Over the last year, Jain has got 4-5 other men in his social circle hooked to the show. “We discuss it every evening now," says the businessman. “The show has made me see how men, including me, can be too full of themselves, not realizing the role everyone around them plays in their success," says Jain. Someone who once dismissed his wife for watching “such shows", he says he doesn’t like to be disturbed between 10pm and 10:30pm on weeknights now.
Men gushing over a Hindi TV show, featuring a woman (Rupali Ganguly) in her 40s as the lead character, is unheard of in the Indian entertainment landscape. We are more accustomed to seeing male actors in their 50s romance women half their age or even younger on screen instead. Yet, Anupama—adapted from writer-filmmaker Leena Gangopadhyay’s Sreemoyee—has topped the TV rating charts for 85 out of 89 weeks in the Hindi entertainment category, according to the last available data from BARC for the urban Hindi-speaking market comprising male and female viewers above 15.
On Instagram, multiple unofficial accounts related to the show upload scenes from the previous episode in a reel format and delete those reels in 24 hours, perhaps to prevent copyright strikes. Each of these reels fetches hundreds of thousands of views.
Disney Star claims that Anupama is viewed by 100 million viewers on TV every month. To put this in perspective, Netflix claimed that 142-million member accounts the world over tuned in to watch at least 2 minutes of the global hit Korean show, Squid Game, in the first month of its release.

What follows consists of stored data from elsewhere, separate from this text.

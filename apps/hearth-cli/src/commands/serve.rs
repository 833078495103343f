use std::path::PathBuf;
use std::sync::Arc;

use clap::Args;
use hearth_server::{serve, PriceService};

use super::load_config;

/// Serve price estimates
#[derive(Args, Debug, Clone)]
pub struct ServeCommand {
    /// TOML configuration file
    #[arg(long, short = 'c')]
    pub config: Option<PathBuf>,

    /// Listen address, overriding the config file and `HEARTH_ADDR`
    #[arg(long)]
    pub addr: Option<String>,
}

impl ServeCommand {
    pub async fn run(&self) -> Result<(), Box<dyn std::error::Error>> {
        let config = load_config(self.config.as_deref())?;
        let server = &config.server;
        let addr = self
            .addr
            .clone()
            .or_else(|| std::env::var("HEARTH_ADDR").ok())
            .unwrap_or_else(|| server.addr.clone());

        let state = PriceService::load(
            &server.model_dir,
            &server.demographics_path,
            &config.data.join_key,
        )?;
        serve(&addr, Arc::new(state)).await
    }
}
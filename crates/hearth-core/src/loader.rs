//! Feature loading: merge sale records with zipcode demographics
//!
//! Sales drive the join, so the feature table always has one row per sale.
//! The join key is read as text from both sources.

use std::path::Path;

use crate::csv_reader::{read_csv, CsvOptions};
use crate::error::DataError;
use crate::frame::{Column, Frame};

/// Column names the loader relies on
#[derive(Debug, Clone)]
pub struct LoaderColumns {
    /// Regression target, removed from the features
    pub target: String,
    /// Join key shared by both sources
    pub join_key: String,
    /// Sales columns to read (must include target and join key)
    pub sales: Vec<String>,
}

/// Joined feature table and its aligned target
#[derive(Debug, Clone)]
pub struct LoadedData {
    pub features: Frame,
    pub target: Vec<f64>,
}

/// Read the demographics table with the join key kept as text
pub fn load_demographics(path: impl AsRef<Path>, join_key: &str) -> Result<Frame, DataError> {
    let path = path.as_ref();
    let options = CsvOptions::default().with_text_column(join_key);
    let frame = read_csv(path, &options)?;
    if !frame.contains(join_key) {
        return Err(DataError::MissingColumn {
            column: join_key.to_string(),
            source_name: path.display().to_string(),
        });
    }
    Ok(frame)
}

/// Load sales and demographics, join them, and split off the target
pub fn load(
    sales_path: impl AsRef<Path>,
    demographics_path: impl AsRef<Path>,
    columns: &LoaderColumns,
) -> Result<LoadedData, DataError> {
    let sales_path = sales_path.as_ref();
    let source_name = sales_path.display().to_string();

    for required in [&columns.target, &columns.join_key] {
        if !columns.sales.contains(required) {
            return Err(DataError::MissingColumn {
                column: required.clone(),
                source_name: "sales column selection".to_string(),
            });
        }
    }

    let options = CsvOptions::default()
        .with_text_column(&columns.join_key)
        .with_use_columns(columns.sales.iter().cloned());
    let sales = read_csv(sales_path, &options)?;
    let demographics = load_demographics(demographics_path, &columns.join_key)?;

    let data = merge(&sales, &demographics, columns)?;
    tracing::info!(
        "Loaded {} sales joined with {} demographic rows ({} features)",
        data.features.height(),
        demographics.height(),
        data.features.width()
    );
    Ok(data)
}

/// Join already-read frames and split off the target
pub fn merge(
    sales: &Frame,
    demographics: &Frame,
    columns: &LoaderColumns,
) -> Result<LoadedData, DataError> {
    let mut features = sales.left_join(demographics, &columns.join_key)?;
    let target = match features.pop(&columns.target) {
        Ok(Column::Numeric(values)) => values,
        Ok(Column::Text(_)) => {
            return Err(DataError::TypeMismatch {
                column: columns.target.clone(),
                expected: "numeric".to_string(),
            })
        }
        Err(_) => {
            return Err(DataError::MissingColumn {
                column: columns.target.clone(),
                source_name: "sales".to_string(),
            })
        }
    };

    if target.iter().any(|y| !y.is_finite()) {
        return Err(DataError::TypeMismatch {
            column: columns.target.clone(),
            expected: "finite for every row".to_string(),
        });
    }

    Ok(LoadedData { features, target })
}

#[cfg(test)]
mod tests {
    use super::*;
    use std::io::Write;
    use tempfile::NamedTempFile;

    fn write_temp_csv(content: &str) -> NamedTempFile {
        let mut file = NamedTempFile::new().unwrap();
        file.write_all(content.as_bytes()).unwrap();
        file.flush().unwrap();
        file
    }

    fn columns() -> LoaderColumns {
        LoaderColumns {
            target: "price".to_string(),
            join_key: "zipcode".to_string(),
            sales: vec![
                "price".to_string(),
                "bedrooms".to_string(),
                "zipcode".to_string(),
            ],
        }
    }

    const SALES: &str = "\
id,price,bedrooms,zipcode,yr_built
1,300000,3,98103,1990
2,450000,4,98115,2001
3,250000,2,00000,1955
";

    const DEMOGRAPHICS: &str = "\
ppltn_qty,zipcode,medn_hshld_incm_amt
1000,98103,70000
2000,98115,90000
";

    #[test]
    fn test_load_left_join() {
        let sales = write_temp_csv(SALES);
        let demographics = write_temp_csv(DEMOGRAPHICS);

        let data = load(sales.path(), demographics.path(), &columns()).unwrap();

        assert_eq!(data.features.height(), 3);
        assert_eq!(data.target, vec![300000.0, 450000.0, 250000.0]);
        assert!(!data.features.contains("price"));
        assert!(!data.features.contains("yr_built"));
        assert_eq!(
            data.features.names(),
            &["bedrooms", "zipcode", "ppltn_qty", "medn_hshld_incm_amt"]
        );
        // unmatched zipcode keeps null demographics
        assert!(data.features.column("ppltn_qty").unwrap().is_null(2));
    }

    #[test]
    fn test_missing_join_key_in_demographics() {
        let sales = write_temp_csv(SALES);
        let demographics = write_temp_csv("ppltn_qty,zip\n1000,98103\n");

        let result = load(sales.path(), demographics.path(), &columns());
        assert!(matches!(
            result,
            Err(DataError::MissingColumn { ref column, .. }) if column == "zipcode"
        ));
    }

    #[test]
    fn test_missing_target_in_sales() {
        let sales = write_temp_csv("bedrooms,zipcode\n3,98103\n");
        let demographics = write_temp_csv(DEMOGRAPHICS);

        let result = load(sales.path(), demographics.path(), &columns());
        assert!(matches!(
            result,
            Err(DataError::MissingColumn { ref column, .. }) if column == "price"
        ));
    }

    #[test]
    fn test_selection_without_target() {
        let mut cols = columns();
        cols.sales.retain(|c| c != "price");
        let sales = write_temp_csv(SALES);
        let demographics = write_temp_csv(DEMOGRAPHICS);

        assert!(load(sales.path(), demographics.path(), &cols).is_err());
    }
}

Advertisers pay anywhere between ₹2.25 lakh and ₹2.5 lakh for a 10-second slot during a commercial break on Anupama, media planners told Mint. This is roughly 40-45% more than what they shell out for a spot on the second and the third top-rated Hindi entertainment show. “The rates are around ₹160-180 CPM (cost per thousand impressions) for Anupama on OTT because streaming platforms allow sharp targeting compared to broadcast on TV, which has mass reach amongst the TV viewing universe," says a media planning professional on condition of anonymity.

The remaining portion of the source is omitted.